(Extracted records Opens)

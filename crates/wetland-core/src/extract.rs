//! Fixed-size patch extraction around a center pixel.
use ndarray::{s, Array2, Array3};

use crate::labels::LabelGrid;
use crate::stack::TileStack;

/// One training sample: `(channels, size, size)` inputs and the
/// co-registered `(size, size)` class codes.
#[derive(Debug, Clone, PartialEq)]
pub struct Patch {
    pub input: Array3<f32>,
    pub label: Array2<u8>,
}

impl Patch {
    pub fn has_positive_label(&self) -> bool {
        self.label.iter().any(|&v| v > 0)
    }
}

/// Outcome of one extraction attempt. Rejections are ordinary results.
#[derive(Debug, Clone, PartialEq)]
pub enum Extraction {
    Accepted(Patch),
    /// The window does not fit inside the stack.
    OutOfBounds,
    /// The input window holds a non-finite value.
    MissingData,
}

impl Extraction {
    pub fn into_patch(self) -> Option<Patch> {
        match self {
            Extraction::Accepted(p) => Some(p),
            _ => None,
        }
    }
}

/// Cut a `size × size` window whose top-left corner is
/// `(center_row - size / 2, center_col - size / 2)`.
pub fn extract(
    center_row: i64,
    center_col: i64,
    size: usize,
    stack: &TileStack,
    labels: &LabelGrid,
) -> Extraction {
    let Ok(span) = i64::try_from(size) else {
        return Extraction::OutOfBounds;
    };
    let half = span / 2;
    let bounds = |center: i64| {
        let start = center.checked_sub(half)?;
        Some((start, start.checked_add(span)?))
    };
    let (Some((row_start, row_end)), Some((col_start, col_end))) = (bounds(center_row), bounds(center_col))
    else {
        return Extraction::OutOfBounds;
    };

    if size == 0
        || row_start < 0
        || col_start < 0
        || row_end > stack.rows() as i64
        || col_end > stack.cols() as i64
        || row_end > labels.nrows() as i64
        || col_end > labels.ncols() as i64
    {
        return Extraction::OutOfBounds;
    }

    let (r0, r1, c0, c1) = (
        row_start as usize,
        row_end as usize,
        col_start as usize,
        col_end as usize,
    );
    let window = stack.data.slice(s![.., r0..r1, c0..c1]);
    if window.iter().any(|v| !v.is_finite()) {
        return Extraction::MissingData;
    }

    Extraction::Accepted(Patch {
        input: window.to_owned(),
        label: labels.slice(s![r0..r1, c0..c1]).to_owned(),
    })
}

#[cfg(test)]
mod tests {
    use super::*;
    use crate::raster::GeoTransform;

    fn stack_4x4() -> TileStack {
        let data = Array3::from_shape_fn((2, 4, 4), |(b, r, c)| (b * 100 + r * 4 + c) as f32);
        TileStack::new(data, vec!["a".into(), "b".into()], GeoTransform::identity()).unwrap()
    }

    #[test]
    fn nan_inside_window_is_rejected() {
        let mut stack = stack_4x4();
        stack.data[[1, 1, 1]] = f32::NAN;
        let labels = LabelGrid::zeros((4, 4));
        // 2x2 around (1, 1) covers rows 0..2, cols 0..2.
        assert_eq!(extract(1, 1, 2, &stack, &labels), Extraction::MissingData);
        // Window away from the NaN is fine.
        assert!(matches!(extract(3, 3, 2, &stack, &labels), Extraction::Accepted(_)));
    }

    #[test]
    fn window_outside_stack_is_rejected() {
        let stack = stack_4x4();
        let labels = LabelGrid::zeros((4, 4));
        assert_eq!(extract(0, 2, 2, &stack, &labels), Extraction::OutOfBounds);
        assert_eq!(extract(2, 4, 2, &stack, &labels), Extraction::OutOfBounds);
        assert_eq!(extract(-1, 2, 2, &stack, &labels), Extraction::OutOfBounds);
        assert!(matches!(extract(2, 3, 2, &stack, &labels), Extraction::Accepted(_)));
    }

    #[test]
    fn extreme_centers_are_out_of_bounds() {
        let stack = stack_4x4();
        let labels = LabelGrid::zeros((4, 4));
        assert_eq!(extract(i64::MAX, 2, 4, &stack, &labels), Extraction::OutOfBounds);
        assert_eq!(extract(2, i64::MIN, 3, &stack, &labels), Extraction::OutOfBounds);
        assert_eq!(extract(2, 2, usize::MAX, &stack, &labels), Extraction::OutOfBounds);
    }

    #[test]
    fn odd_sizes_keep_exact_shape() {
        let stack = stack_4x4();
        let mut labels = LabelGrid::zeros((4, 4));
        labels[[1, 2]] = 3;
        let patch = extract(2, 2, 3, &stack, &labels).into_patch().unwrap();
        assert_eq!(patch.input.shape(), &[2, 3, 3]);
        assert_eq!(patch.label.dim(), (3, 3));
        // Top-left corner is (1, 1).
        assert_eq!(patch.input[[1, 0, 0]], 105.0);
        assert_eq!(patch.label[[0, 1]], 3);
        assert!(patch.has_positive_label());
    }

    #[test]
    fn every_accepted_patch_is_finite_and_full_size() {
        let mut stack = stack_4x4();
        stack.data[[0, 2, 1]] = f32::INFINITY;
        stack.data[[1, 0, 3]] = f32::NAN;
        let labels = LabelGrid::zeros((4, 4));
        let mut accepted = 0;
        for size in 1..=4 {
            for r in -2..6 {
                for c in -2..6 {
                    if let Extraction::Accepted(p) = extract(r, c, size, &stack, &labels) {
                        accepted += 1;
                        assert!(p.input.iter().all(|v| v.is_finite()));
                        assert_eq!(p.input.shape(), &[2, size, size]);
                        assert_eq!(p.label.dim(), (size, size));
                    }
                }
            }
        }
        assert!(accepted > 0);
    }
}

(Extracted records Closes)

• [What is being asked] So that the data stays intact, repeat all of it exactly.

• [Solution to the problem]
filename crates/wetland-core/src/extract.rs
//! Fixed-size patch extraction around a center pixel.
use ndarray::{s, Array2, Array3};

use crate::labels::LabelGrid;
use crate::stack::TileStack;

/// One training sample: `(channels, size, size)` inputs and the
/// co-registered `(size, size)` class codes.
#[derive(Debug, Clone, PartialEq)]
pub struct Patch {
    pub input: Array3<f32>,
    pub label: Array2<u8>,
}

impl Patch {
    pub fn has_positive_label(&self) -> bool {
        self.label.iter().any(|&v| v > 0)
    }
}

/// Outcome of one extraction attempt. Rejections are ordinary results.
#[derive(Debug, Clone, PartialEq)]
pub enum Extraction {
    Accepted(Patch),
    /// The window does not fit inside the stack.
    OutOfBounds,
    /// The input window holds a non-finite value.
    MissingData,
}

impl Extraction {
    pub fn into_patch(self) -> Option<Patch> {
        match self {
            Extraction::Accepted(p) => Some(p),
            _ => None,
        }
    }
}

/// Cut a `size × size` window whose top-left corner is
/// `(center_row - size / 2, center_col - size / 2)`.
pub fn extract(
    center_row: i64,
    center_col: i64,
    size: usize,
    stack: &TileStack,
    labels: &LabelGrid,
) -> Extraction {
    let Ok(span) = i64::try_from(size) else {
        return Extraction::OutOfBounds;
    };
    let half = span / 2;
    let bounds = |center: i64| {
        let start = center.checked_sub(half)?;
        Some((start, start.checked_add(span)?))
    };
    let (Some((row_start, row_end)), Some((col_start, col_end))) = (bounds(center_row), bounds(center_col))
    else {
        return Extraction::OutOfBounds;
    };

    if size == 0
        || row_start < 0
        || col_start < 0
        || row_end > stack.rows() as i64
        || col_end > stack.cols() as i64
        || row_end > labels.nrows() as i64
        || col_end > labels.ncols() as i64
    {
        return Extraction::OutOfBounds;
    }

    let (r0, r1, c0, c1) = (
        row_start as usize,
        row_end as usize,
        col_start as usize,
        col_end as usize,
    );
    let window = stack.data.slice(s![.., r0..r1, c0..c1]);
    if window.iter().any(|v| !v.is_finite()) {
        return Extraction::MissingData;
    }

    Extraction::Accepted(Patch {
        input: window.to_owned(),
        label: labels.slice(s![r0..r1, c0..c1]).to_owned(),
    })
}

#[cfg(test)]
mod tests {
    use super::*;
    use crate::raster::GeoTransform;

    fn stack_4x4() -> TileStack {
        let data = Array3::from_shape_fn((2, 4, 4), |(b, r, c)| (b * 100 + r * 4 + c) as f32);
        TileStack::new(data, vec!["a".into(), "b".into()], GeoTransform::identity()).unwrap()
    }

    #[test]
    fn nan_inside_window_is_rejected() {
        let mut stack = stack_4x4();
        stack.data[[1, 1, 1]] = f32::NAN;
        let labels = LabelGrid::zeros((4, 4));
        // 2x2 around (1, 1) covers rows 0..2, cols 0..2.
        assert_eq!(extract(1, 1, 2, &stack, &labels), Extraction::MissingData);
        // Window away from the NaN is fine.
        assert!(matches!(extract(3, 3, 2, &stack, &labels), Extraction::Accepted(_)));
    }

    #[test]
    fn window_outside_stack_is_rejected() {
        let stack = stack_4x4();
        let labels = LabelGrid::zeros((4, 4));
        assert_eq!(extract(0, 2, 2, &stack, &labels), Extraction::OutOfBounds);
        assert_eq!(extract(2, 4, 2, &stack, &labels), Extraction::OutOfBounds);
        assert_eq!(extract(-1, 2, 2, &stack, &labels), Extraction::OutOfBounds);
        assert!(matches!(extract(2, 3, 2, &stack, &labels), Extraction::Accepted(_)));
    }

    #[test]
    fn extreme_centers_are_out_of_bounds() {
        let stack = stack_4x4();
        let labels = LabelGrid::zeros((4, 4));
        assert_eq!(extract(i64::MAX, 2, 4, &stack, &labels), Extraction::OutOfBounds);
        assert_eq!(extract(2, i64::MIN, 3, &stack, &labels), Extraction::OutOfBounds);
        assert_eq!(extract(2, 2, usize::MAX, &stack, &labels), Extraction::OutOfBounds);
    }

    #[test]
    fn odd_sizes_keep_exact_shape() {
        let stack = stack_4x4();
        let mut labels = LabelGrid::zeros((4, 4));
        labels[[1, 2]] = 3;
        let patch = extract(2, 2, 3, &stack, &labels).into_patch().unwrap();
        assert_eq!(patch.input.shape(), &[2, 3, 3]);
        assert_eq!(patch.label.dim(), (3, 3));
        // Top-left corner is (1, 1).
        assert_eq!(patch.input[[1, 0, 0]], 105.0);
        assert_eq!(patch.label[[0, 1]], 3);
        assert!(patch.has_positive_label());
    }

    #[test]
    fn every_accepted_patch_is_finite_and_full_size() {
        let mut stack = stack_4x4();
        stack.data[[0, 2, 1]] = f32::INFINITY;
        stack.data[[1, 0, 3]] = f32::NAN;
        let labels = LabelGrid::zeros((4, 4));
        let mut accepted = 0;
        for size in 1..=4 {
            for r in -2..6 {
                for c in -2..6 {
                    if let Extraction::Accepted(p) = extract(r, c, size, &stack, &labels) {
                        accepted += 1;
                        assert!(p.input.iter().all(|v| v.is_finite()));
                        assert_eq!(p.input.shape(), &[2, size, size]);
                        assert_eq!(p.label.dim(), (size, size));
                    }
                }
            }
        }
        assert!(accepted > 0);
    }
}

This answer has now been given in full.